Ransomware attacks are on the rise.

In the first half of 2021, global ransomware attacks increased by a staggering 151%.[1] Over the year there have been many high-profile ransomware attacks targeting large companies around the world, including the widespread attacks on Kaseya and Colonial Pipeline.

The Canadian Center for Cybersecurity (“CCCS“Suggested several reasons for the rise in ransomware activity, including the shift to online operations during the pandemic and the increasing sophistication of cybercriminals.[2] Perhaps most troubling is the emergence of “ransomware-as-a-service,” where developers sell or rent their ransomware programs to other cybercriminals in exchange for a percentage of the victim’s ransom payment.[3]

Still, as the CCCS has found, organizations can prevent or mitigate the vast majority of ransomware attacks by implementing basic cybersecurity measures. For this reason, the CCCS published a ransomware playbook on November 30, 2021 (the “Playbook“To help companies prepare for and respond to ransomware attacks.[4]

What is ransomware?

Ransomware is a type of malicious software that threatens to publish a victim’s database or permanently block access unless a monetary amount is paid. Ransomware incidents can devastate organizations by disrupting their critical functions that depend on network and system connectivity.

Which companies are cybercriminals targeting?

Businesses of all sizes can be targeted by ransomware attacks. While attacks on larger companies can be more lucrative for cybercriminals, the Playbook notes, cybercriminals often view small and medium-sized businesses as weaker security measures, making them easier targets.[5]

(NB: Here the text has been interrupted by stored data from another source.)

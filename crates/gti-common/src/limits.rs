//! Centralized limits for the inference engine.
//!
//! Every loop or recursion in the engine that is not structurally bounded is
//! capped by one of these constants. Exceeding a cap is never a panic: the
//! affected operation reports a failure and the caller decides what to do.
//!
//! # Categories
//!
//! - **Operation Counts**: caps on fixed-point loops (incorporation, resolution)
//! - **Recursion Depths**: caps on structural recursion over types and sessions
//!
//! The runtime-tunable subset is mirrored in
//! [`InferenceOptions`](crate::options::InferenceOptions); these constants are
//! its defaults.

// =============================================================================
// Operation Count Limits
// =============================================================================

/// Maximum number of incorporation passes over a bound set.
///
/// Incorporation is a closure computation: each pass pairs newly added bounds
/// with the existing ones and may derive more. On well-formed input the set
/// saturates after a handful of passes; this cap only stops pathological
/// growth (for example `α <: List<α>` style self-reference feeding itself).
pub const MAX_INCORPORATION_ROUNDS: u32 = 256;

/// Maximum number of newly derived bounds accepted in one incorporation call.
///
/// Backstops [`MAX_INCORPORATION_ROUNDS`] when a single pass keeps producing
/// distinct bounds over ever larger types.
pub const MAX_DERIVED_BOUNDS: usize = 20_000;

/// Maximum number of resolve-one-component iterations in a single resolution.
///
/// Each iteration instantiates at least one variable when it succeeds, so the
/// natural bound is the variable count. The cap catches a non-progressing loop.
pub const MAX_RESOLUTION_ROUNDS: u32 = 512;

// =============================================================================
// Recursion Depth Limits
// =============================================================================

/// Maximum nesting of poly invocations inside one another.
///
/// `f(g(h(...)))` opens one session per level. Past this depth the engine
/// reports `NestingTooDeep` for the innermost site.
pub const MAX_NESTED_SESSION_DEPTH: u32 = 64;

/// Maximum depth of the structural subtype check.
///
/// Recursive class hierarchies such as `Enum<E extends Enum<E>>` can produce
/// unbounded `as_super` chains when combined with wildcards; the checker
/// answers `false` past this depth.
pub const MAX_SUBTYPE_DEPTH: u32 = 100;

/// Maximum depth of least-upper-bound computation.
///
/// `lub(Integer, String)` recurses into `lub(Comparable<Integer>, Comparable<String>)`
/// and then into their arguments. Past this depth the argument becomes an
/// unbounded wildcard.
pub const MAX_LUB_DEPTH: u32 = 8;

/// Maximum depth for type substitution.
///
/// Substitution is structural and terminates on finite types; the cap guards
/// against cyclic capture bounds that would otherwise be expanded forever.
pub const MAX_INSTANTIATION_DEPTH: u32 = 50;

/// Stack headroom (bytes) below which nested inference grows the stack.
pub const NESTED_STACK_RED_ZONE: usize = 128 * 1024;

/// Size (bytes) of each stack segment allocated for nested inference.
pub const NESTED_STACK_SEGMENT: usize = 2 * 1024 * 1024;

The following factors make a company a more likely target for a ransomware attack:

  • The company has access to sensitive data that can be used directly, such as B. Social Security numbers, credit card numbers, or other financial information;
  • The company has access to personal information that individuals do not want to divulge, such as: B. Medical or religious information;
  • Data is a critical part of corporate business, so any disruption to corporate systems would bring their entire business to a standstill (increasing the likelihood that the company will pay the ransom);
  • The company owns valuable customer data or intellectual property, such as trade secrets;
  • The company participates in critical infrastructures such as vital medical services; or
  • The company is affiliated with a company that meets any of the above descriptions.[6]

The first half of the playbook focuses on how a company can defend itself against ransomware. It includes cyber defense planning and basic cybersecurity controls. When it comes to cyber defense planning, the playbook provides a useful overview of the principles to consider when developing (i) a backup plan, (ii) an incident response plan, and (iii) a recovery plan.[7]

In terms of cybersecurity controls, the Playbook provides a list of useful data security measures including, but not limited to:

  • Perimeter defensesuch as firewalls, anti-phishing software, and virtual private networks;
  • Logging and notificationto track activity across the system, creating an audit trail;
  • Penetration teststo assess vulnerabilities;
  • Network segmentationto control and restrict access to information in your IT system; and

The second half of the playbook focuses on recovery from ransomware attacks. It includes immediate actions companies should take in the event of a security breach and actions to help a company get its business back online as soon as possible after an attack.[9]

The playbook is a useful tool for companies of all sizes to assess their readiness for a ransomware attack and prepare accordingly. However, organizations need to take a contextual approach to data security that takes into account the nature of their business and their data and security systems. Developing and maintaining a comprehensive ransomware strategy requires the input of legal and IT experts.